Clauson LJ gave the decision of the Court.

He began his judgment by remonstrating on a matter of procedure. When a legal case involved a dispute as to who was legally in control of one of the parties, then that should normally be disposed of as a preliminary issue. This has not been done in this case, meaning the Court had to proceed on the assumption that Albisu could represent the bank in the proceedings even though that was the very question to be decided.

He then affirmed that "the question of what body of directors have the legal right of representing the Banco de Bilbao ... must depend in the first place on the articles under which it is constituted." and that the proper interpretation and operation of those articles was a matter for the law prevailing in the domicilio social (or corporate home) of the bank.

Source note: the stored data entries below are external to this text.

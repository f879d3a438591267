//! Build identification for carerisk-engine
//!
//! Exposes `GIT_HASH`, `BUILD_TIMESTAMP` and `BUILD_PROFILE` to the crate,
//! reported by `/api/buildinfo` and the startup banner.
//!
//! Packaged builds without a git checkout set `CARERISK_GIT_HASH`;
//! reproducible builds set `SOURCE_DATE_EPOCH`.

use chrono::{DateTime, SecondsFormat, Utc};
use std::env;
use std::process::Command;

fn git(args: &[&str]) -> Option<String> {
    let output = Command::new("git").args(args).output().ok()?;
    if !output.status.success() {
        return None;
    }
    String::from_utf8(output.stdout)
        .ok()
        .map(|s| s.trim().to_string())
}

fn git_hash() -> String {
    if let Ok(hash) = env::var("CARERISK_GIT_HASH") {
        return hash;
    }
    match git(&["rev-parse", "--short=8", "HEAD"]) {
        Some(hash) => {
            let dirty = git(&["status", "--porcelain", "--untracked-files=no"])
                .is_some_and(|status| !status.is_empty());
            if dirty {
                format!("{}-dirty", hash)
            } else {
                hash
            }
        }
        None => "unknown".to_string(),
    }
}

fn build_timestamp() -> String {
    let built_at = env::var("SOURCE_DATE_EPOCH")
        .ok()
        .and_then(|secs| secs.trim().parse::<i64>().ok())
        .and_then(|secs| DateTime::<Utc>::from_timestamp(secs, 0))
        .unwrap_or_else(Utc::now);
    built_at.to_rfc3339_opts(SecondsFormat::Secs, true)
}

fn main() {
    println!("cargo:rustc-env=GIT_HASH={}", git_hash());
    println!("cargo:rustc-env=BUILD_TIMESTAMP={}", build_timestamp());
    println!(
        "cargo:rustc-env=BUILD_PROFILE={}",
        env::var("PROFILE").unwrap_or_else(|_| "unknown".to_string())
    );

    println!("cargo:rerun-if-env-changed=CARERISK_GIT_HASH");
    println!("cargo:rerun-if-env-changed=SOURCE_DATE_EPOCH");
    println!("cargo:rerun-if-changed=build.rs");
    println!("cargo:rerun-if-changed=../.git/HEAD");
    println!("cargo:rerun-if-changed=../.git/index");
}
//! Single-assessment prediction and stored prediction lookup

use axum::{
    extract::{Path, State},
    Json,
};
use carerisk_common::db::{load_active_predictions, load_active_projections, Prediction};
use carerisk_common::FinancialProjection;
use serde::Serialize;
use serde_json::Value;

use super::ApiError;
use crate::bridge::PredictOptions;
use crate::transform::AssessmentResponse;
use crate::AppState;

/// POST /api/assessment/predict
///
/// Body is the nested assessment (`demographics`, `conditions`,
/// `utilization`) plus optional `patientId` and `saveToStore` (default true).
pub async fn predict_assessment(
    State(state): State<AppState>,
    Json(body): Json<Value>,
) -> Result<Json<AssessmentResponse>, ApiError> {
    if !body.is_object() {
        return Err(ApiError::BadRequest(
            "assessment must be a JSON object".to_string(),
        ));
    }

    let options = PredictOptions {
        patient_id: body
            .get("patientId")
            .and_then(Value::as_str)
            .map(str::to_string),
        save_to_store: body
            .get("saveToStore")
            .and_then(Value::as_bool)
            .unwrap_or(true),
    };

    let response = state.bridge.predict(&body, options).await?;
    Ok(Json(response))
}

/// Stored predictions and projections for one patient
#[derive(Debug, Serialize)]
#[serde(rename_all = "camelCase")]
pub struct PatientPredictions {
    pub patient_id: i64,
    pub predictions: Vec<Prediction>,
    pub projections: Vec<FinancialProjection>,
}

/// GET /api/patients/:patient_id/predictions
pub async fn get_patient_predictions(
    State(state): State<AppState>,
    Path(patient_id): Path<i64>,
) -> Result<Json<PatientPredictions>, ApiError> {
    let predictions = load_active_predictions(&state.db, patient_id).await?;
    if predictions.is_empty() {
        return Err(ApiError::NotFound(format!(
            "No active predictions for patient {}",
            patient_id
        )));
    }
    let projections = load_active_projections(&state.db, patient_id).await?;

    Ok(Json(PatientPredictions {
        patient_id,
        predictions,
        projections,
    }))
}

The question then was which laws governed Bilbao, as the corporate home of the bank. He noted that the UK government recognised the Republican government of Spain as the lawful government, but that "the insurgent Government of General Franco as the Government de facto of the area in which Bilbao is situate." He then applied the rule in Luther v Sagor [1921] 3 KB 532 that the acts of a government which has de facto control of an area cannot be dismissed as the acts of a usurping government. Similarly, the court must treat the acts of the Republican government as a mere nullity in that area because they can exercise no de facto control.

The court also referred to various notarial documents presented by Albisu as proof of his authority. The court dismissed these as they were merely statements by the notary that a person had appeared before them and asserted that a resolution had been passed granting Albisu authority. There was no separate documentation to prove that, and saying something before a notary does not make it more probative than saying the same thing to the court.

===Outcome===
Despite ruling in their favour on the matter of law, the Court dismissed the appeal on the grounds that the bank had failed to prove their case.

==Authority==
The case has been cited with approval on numerous occasions, including by the House of Lords and the Supreme Court, and is generally accepted as correct as a statement of the law.